- [PROVIDED DATA]
#![forbid(unsafe_code)]
//! Error types for LSS.
//!
//! Defines `LssError` and a `Result<T>` alias used throughout the
//! workspace. Errors here are unrecoverable from the engine's point of
//! view: the file is the single source of truth and no operation is
//! retried. The front-end decides whether an error aborts the process
//! or is returned to the caller.

use lss_types::ParseError;
use thiserror::Error;

/// Unified error type for all LSS operations.
#[derive(Debug, Error)]
pub enum LssError {
    #[error("I/O error: {0}")]
    Io(#[from] std::io::Error),

    #[error("corrupt metadata at offset {offset}: {detail}")]
    Corruption { offset: u64, detail: String },

    #[error("invalid on-disk format: {0}")]
    Format(String),

    #[error("no valid metablock found")]
    NoValidMetablock,

    #[error("operation cancelled")]
    Cancelled,

    #[error("no space left in file for {0}")]
    NoSpace(&'static str),

    #[error(transparent)]
    Parse(#[from] ParseError),
}

/// Result alias using `LssError`.
pub type Result<T> = std::result::Result<T, LssError>;
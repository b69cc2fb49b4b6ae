//! Block tokens and the registry that keeps their offsets live.
//!
//! A token is a cloneable handle; the registry maintains the two
//! indices the engine's invariants are stated over: `token -> offset`
//! (unique per token) and `offset -> tokens` (several tokens may name
//! the same offset, e.g. after a GC remap). The first token for an
//! offset marks it token-live in the data-block manager; dropping the
//! last one marks it token-garbage.

use lss_datablock::DataBlockManager;
use parking_lot::{Condvar, Mutex};
use std::collections::HashMap;
use std::sync::Arc;
use tracing::trace;

#[derive(Debug, Clone, Copy, PartialEq, Eq, Hash)]
struct TokenId(u64);

#[derive(Debug, Default)]
struct RegistryState {
    token_offsets: HashMap<u64, u64>,
    offset_tokens: HashMap<u64, Vec<u64>>,
    next_id: u64,
}

impl RegistryState {
    fn assert_paired(&self) {
        debug_assert_eq!(
            self.token_offsets.is_empty(),
            self.offset_tokens.is_empty(),
            "token index maps must be empty together"
        );
    }
}

#[derive(Debug)]
pub(crate) struct TokenRegistry {
    datablocks: Arc<DataBlockManager>,
    state: Mutex<RegistryState>,
    drained: Condvar,
}

impl TokenRegistry {
    pub(crate) fn new(datablocks: Arc<DataBlockManager>) -> Self {
        Self {
            datablocks,
            state: Mutex::new(RegistryState::default()),
            drained: Condvar::new(),
        }
    }

    pub(crate) fn register(self: &Arc<Self>, offset: u64) -> BlockToken {
        let id = {
            let mut state = self.state.lock();
            let id = state.next_id;
            state.next_id += 1;
            state.token_offsets.insert(id, offset);
            let tokens = state.offset_tokens.entry(offset).or_default();
            let first_token_for_offset = tokens.is_empty();
            tokens.push(id);
            if first_token_for_offset {
                self.datablocks.mark_token_live(offset);
            }
            state.assert_paired();
            id
        };
        trace!(target: "lss::token", event = "registered", id, offset);
        BlockToken {
            inner: Arc::new(TokenInner {
                id: TokenId(id),
                registry: Arc::clone(self),
            }),
        }
    }

    fn unregister(&self, id: TokenId) {
        let mut state = self.state.lock();
        let offset = state
            .token_offsets
            .remove(&id.0)
            .expect("unregistered a token twice");
        let tokens = state
            .offset_tokens
            .get_mut(&offset)
            .expect("offset entry for live token");
        let position = tokens
            .iter()
            .position(|t| *t == id.0)
            .expect("token listed under its offset");
        tokens.remove(position);
        let last_token_for_offset = tokens.is_empty();
        if last_token_for_offset {
            state.offset_tokens.remove(&offset);
            self.datablocks.mark_token_garbage(offset);
        }
        state.assert_paired();
        if state.token_offsets.is_empty() {
            self.drained.notify_all();
        }
        drop(state);
        trace!(target: "lss::token", event = "unregistered", id = id.0, offset);
    }

    /// Current offset of a registered token.
    ///
    /// # Panics
    /// If the token does not belong to this registry (protocol misuse).
    pub(crate) fn token_offset(&self, token: &BlockToken) -> u64 {
        let state = self.state.lock();
        *state
            .token_offsets
            .get(&token.inner.id.0)
            .expect("token is not registered with this serializer")
    }

    /// Retarget every token at `old_offset` to `new_offset`, moving the
    /// token-liveness bit along. No-op if no tokens point at `old_offset`.
    pub(crate) fn remap(&self, old_offset: u64, new_offset: u64) {
        assert_ne!(old_offset, new_offset);
        let mut state = self.state.lock();
        let Some(moved) = state.offset_tokens.remove(&old_offset) else {
            return;
        };
        for id in &moved {
            *state
                .token_offsets
                .get_mut(id)
                .expect("token entry for remapped offset") = new_offset;
        }
        let count = moved.len();
        let tokens = state.offset_tokens.entry(new_offset).or_default();
        let first_token_for_offset = tokens.is_empty();
        tokens.extend(moved);
        if first_token_for_offset {
            self.datablocks.mark_token_live(new_offset);
        }
        self.datablocks.mark_token_garbage(old_offset);
        state.assert_paired();
        drop(state);
        trace!(
            target: "lss::token",
            event = "remapped",
            old_offset,
            new_offset,
            tokens = count
        );
    }

    pub(crate) fn is_empty(&self) -> bool {
        self.state.lock().token_offsets.is_empty()
    }

    pub(crate) fn live_tokens(&self) -> usize {
        self.state.lock().token_offsets.len()
    }

    /// Block until every outstanding token has been released.
    pub(crate) fn wait_drained(&self) {
        let mut state = self.state.lock();
        while !state.token_offsets.is_empty() {
            self.drained.wait(&mut state);
        }
    }
}

#[derive(Debug)]
struct TokenInner {
    id: TokenId,
    registry: Arc<TokenRegistry>,
}

impl Drop for TokenInner {
    fn drop(&mut self) {
        self.registry.unregister(self.id);
    }
}

/// Reference-counted handle that keeps a block offset addressable.
///
/// While any clone is alive the offset cannot be reclaimed by GC; a GC
/// rewrite retargets the handle to the block's new offset instead.
#[derive(Debug, Clone)]
pub struct BlockToken {
    inner: Arc<TokenInner>,
}

impl BlockToken {
    /// The offset this token currently protects.
    #[must_use]
    pub fn offset(&self) -> u64 {
        self.inner.registry.token_offset(self)
    }
}

impl PartialEq for BlockToken {
    fn eq(&self, other: &Self) -> bool {
        self.inner.id == other.inner.id
    }
}

impl Eq for BlockToken {}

- [WHAT YOU HAVE TO DO] Select and copy each line from the data that includes the word "engine".

- [WRITTEN SOLUTION]
//! workspace. Errors here are unrecoverable from the engine's point of
//! indices the engine's invariants are stated over: `token -> offset`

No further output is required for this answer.